By Sara Austin
“What is happening?”
My nine-year-old son asked me this question last week. He was confused by the images he saw flashing across the screen in our living room. Thick crowds of people. Protesters holding signs. Tears. Tension. Frustration. He didn’t know how to piece it all together. So he turned to me for answers.
At that moment, I had a decision to make: say nothing or engage in an honest conversation.
In words he could understand, I began to explain what was happening. I told him that George Floyd was a Black man who was killed by a white police officer. I told him about the death of Regis Korchinski-Paquet after her mother called a police officer to their home. I told him that it’s not fair, and it’s not right. These were things he could understand. We both listened and learned from each other. And with that, it opened a conversation about racism.
As a mother, I’m committed to having hard conversations with my family – including the privileges we benefit from and our role in the fight against racism. But I get to choose. Black mothers don’t have that luxury. They need to talk with their children from an early age to keep them safe.
Children First Canada’s 2019 Raising Canada report named discrimination as one of the top 10 threats to child health. Racism has a profound impact on the health status of children, adolescents, emerging adults and their families. Race-based data reveals that racialized children are more likely to be suspended or expelled from school, grow up in poverty and be involved with the child welfare system. As a result of the toxic stress they experience in childhood, studies also show they are more likely to face adverse outcomes to their physical and mental health throughout their lifetime.

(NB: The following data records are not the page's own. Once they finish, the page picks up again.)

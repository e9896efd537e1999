//! # Money Module
//!
//! Provides the `Money` type for handling monetary values safely.
//!
//! ## Why Integer Money?
//! ```text
//! ┌─────────────────────────────────────────────────────────────────────────┐
//! │  THE FLOATING POINT PROBLEM                                             │
//! │                                                                         │
//! │  In JavaScript/floating point:                                          │
//! │    24.99 × 2 = 49.98 ... but 0.1 + 0.2 = 0.30000000000000004            │
//! │                                                                         │
//! │  Cart subtotals summed in floats drift at the cent level.               │
//! │                                                                         │
//! │  OUR SOLUTION: Integer Cents                                            │
//! │    2499 cents × 2 = 4998 cents, exactly                                 │
//! │    Fractional cents (tax) are carried as a scaled integer and only      │
//! │    rounded when a value is presented                                    │
//! └─────────────────────────────────────────────────────────────────────────┘
//! ```
//!
//! ## Usage
//! ```rust
//! use storefront_core::money::Money;
//!
//! let price = Money::from_cents(2499); // $24.99
//!
//! let doubled = price.multiply_quantity(2); // $49.98
//! let total = doubled + Money::from_cents(1000);
//! assert_eq!(total.to_string(), "$59.98");
//! ```

use serde::{Deserialize, Serialize};
use std::fmt;
use std::iter::Sum;
use std::ops::Add;
use ts_rs::TS;

use crate::types::TaxRate;

/// Denominator for basis-point arithmetic (10000 bps = 100%).
pub(crate) const BPS_SCALE: i128 = 10_000;

// =============================================================================
// Money Type
// =============================================================================

/// Represents a monetary value in the smallest currency unit (cents for USD).
///
/// ## Design Decisions
/// - **i64 (signed)**: differences such as "amount to free shipping" may
///   pass through zero while being computed
/// - **Single field tuple struct**: Zero-cost abstraction over i64
/// - **Serialized as a bare integer** so the UI receives `4998`, not `{..}`
///
/// ## Where Money is Used
/// ```text
/// Product.price_cents ──► CartLineItem.line_total ──► subtotal
///                                                        │
///                    shipping ◄── PricingPolicy ─────────┤
///                    tax      ◄── PricingPolicy ─────────┤
///                                                        ▼
///                                                      total
/// ```
#[derive(Debug, Clone, Copy, PartialEq, Eq, PartialOrd, Ord, Hash, Serialize, Deserialize, TS)]
#[ts(export)]
pub struct Money(i64);

impl Money {
    /// Creates a Money value from cents (the smallest currency unit).
    ///
    /// ## Example
    /// ```rust
    /// use storefront_core::money::Money;
    ///
    /// let price = Money::from_cents(2499); // Represents $24.99
    /// assert_eq!(price.cents(), 2499);
    /// ```
    #[inline]
    pub const fn from_cents(cents: i64) -> Self {
        Money(cents)
    }

    /// Returns the value in cents (smallest currency unit).
    #[inline]
    pub const fn cents(&self) -> i64 {
        self.0
    }

    /// Returns the major unit (dollars) portion.
    #[inline]
    pub const fn dollars(&self) -> i64 {
        self.0 / 100
    }

    /// Returns the minor unit (cents) portion (always 0-99).
    #[inline]
    pub const fn cents_part(&self) -> i64 {
        (self.0 % 100).abs()
    }

    /// Returns zero money value.
    #[inline]
    pub const fn zero() -> Self {
        Money(0)
    }

    /// Checks if the value is zero.
    #[inline]
    pub const fn is_zero(&self) -> bool {
        self.0 == 0
    }

    /// Checks if the value is negative (less than zero).
    #[inline]
    pub const fn is_negative(&self) -> bool {
        self.0 < 0
    }

    /// Subtracts `other`, clamping the result at zero.
    ///
    /// ## Example
    /// ```rust
    /// use storefront_core::money::Money;
    ///
    /// let threshold = Money::from_cents(10_000);
    /// assert_eq!(threshold.saturating_sub(Money::from_cents(4998)).cents(), 5002);
    /// assert!(threshold.saturating_sub(Money::from_cents(12_000)).is_zero());
    /// ```
    #[inline]
    pub fn saturating_sub(self, other: Money) -> Money {
        Money(self.0.saturating_sub(other.0).max(0))
    }

    /// Multiplies money by a quantity.
    ///
    /// ## Example
    /// ```rust
    /// use storefront_core::money::Money;
    ///
    /// let unit_price = Money::from_cents(2499); // $24.99
    /// let line_total = unit_price.multiply_quantity(2);
    /// assert_eq!(line_total.cents(), 4998); // $49.98
    /// ```
    #[inline]
    pub const fn multiply_quantity(&self, qty: i64) -> Self {
        Money(self.0.saturating_mul(qty))
    }

    /// Returns the unrounded tax on this amount, in ten-thousandths of a cent.
    ///
    /// `4998` cents at 800 bps is `3_998_400`, i.e. 399.84 cents. Callers keep
    /// this scaled value while summing and round once with
    /// [`Money::round_half_up_scaled`].
    #[inline]
    pub fn tax_scaled(&self, rate: TaxRate) -> i128 {
        // i128 so large carts cannot overflow the intermediate product
        self.0 as i128 * rate.bps() as i128
    }

    /// Rounds a value expressed in ten-thousandths of a cent to whole cents,
    /// half away from zero.
    ///
    /// ## Example
    /// ```rust
    /// use storefront_core::money::Money;
    ///
    /// assert_eq!(Money::round_half_up_scaled(3_998_400).cents(), 400);
    /// assert_eq!(Money::round_half_up_scaled(5_000).cents(), 1);
    /// assert_eq!(Money::round_half_up_scaled(4_999).cents(), 0);
    /// ```
    pub fn round_half_up_scaled(scaled: i128) -> Money {
        let half = BPS_SCALE / 2;
        let rounded = if scaled < 0 {
            (scaled - half) / BPS_SCALE
        } else {
            (scaled + half) / BPS_SCALE
        };
        Money::from_cents(rounded.clamp(i64::MIN as i128, i64::MAX as i128) as i64)
    }

    /// Calculates tax rounded half-up to whole cents.
    ///
    /// ## Example
    /// ```rust
    /// use storefront_core::money::Money;
    /// use storefront_core::types::TaxRate;
    ///
    /// let subtotal = Money::from_cents(4998); // $49.98
    /// let rate = TaxRate::from_bps(800);      // 8%
    ///
    /// // $49.98 × 8% = $3.9984 → $4.00
    /// assert_eq!(subtotal.calculate_tax(rate).cents(), 400);
    /// ```
    pub fn calculate_tax(&self, rate: TaxRate) -> Money {
        Money::round_half_up_scaled(self.tax_scaled(rate))
    }
}

// =============================================================================
// Trait Implementations
// =============================================================================

/// Display shows money as dollars with two decimals (`$63.98`).
///
/// ## Note
/// The configured currency symbol is applied by the session layer; this
/// impl is the plain USD rendering used in logs and tests.
impl fmt::Display for Money {
    fn fmt(&self, f: &mut fmt::Formatter<'_>) -> fmt::Result {
        let sign = if self.0 < 0 { "-" } else { "" };
        write!(
            f,
            "{}${}.{:02}",
            sign,
            self.dollars().abs(),
            self.cents_part()
        )
    }
}

impl Default for Money {
    fn default() -> Self {
        Money::zero()
    }
}

/// Addition saturates at the `i64` bounds, so summing huge lines never panics.
impl Add for Money {
    type Output = Self;

    #[inline]
    fn add(self, other: Self) -> Self {
        Money(self.0.saturating_add(other.0))
    }
}

impl Sum for Money {
    fn sum<I: Iterator<Item = Money>>(iter: I) -> Self {
        iter.fold(Money::zero(), Add::add)
    }
}

// =============================================================================
// Unit Tests
// =============================================================================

In the last moments of his life, George Floyd called out for his late mother. This heart-wrenching plea quickly became a call to action. In the anti-racism demonstrations following his death, a popular sign emerged: “All mothers were summoned when George Floyd called out for his Mama.”
Mothers have an important role to play in responding to this crisis. In times of trouble, children look to them for love and guidance. This is why talking with them about racism is so important.
We can’t leave these conversations to Black parents and think the problem will be solved. All parents and guardians have a role to play. We need to start these conversations when our kids are young and continue throughout the years to come. We don’t need to be experts. Sometimes the best teaching we can do is to model a sense of curiosity and learn together with them.
At Children First Canada, we stand in solidarity with Black children and their families who experience systemic racism every day. One of the ways that we’re responding is by engaging children and youth in confronting racism. Many young people are already talking about these issues and are leading the way; they are on the front lines of the protests and posting their views on social media. We need to do a better job of listening to them, and they need culturally and psychologically safe spaces to be heard. Most importantly, young people should be involved in decisions that will transform their lives and the lives of their peers.
As a leader of a national organization, I also want to acknowledge that we have much to learn. We can do better. This process begins with establishing greater representation at all levels of our organization. As a board and management team, we are talking about these issues and are willing to take action.
I can’t begin to imagine the emotions that Black Canadians are experiencing right now. But as a mother and an advocate for kids in Canada, I can say this: I am listening and learning, and I am determined to do better.
Sara Austin is the founder and CEO of Children First Canada.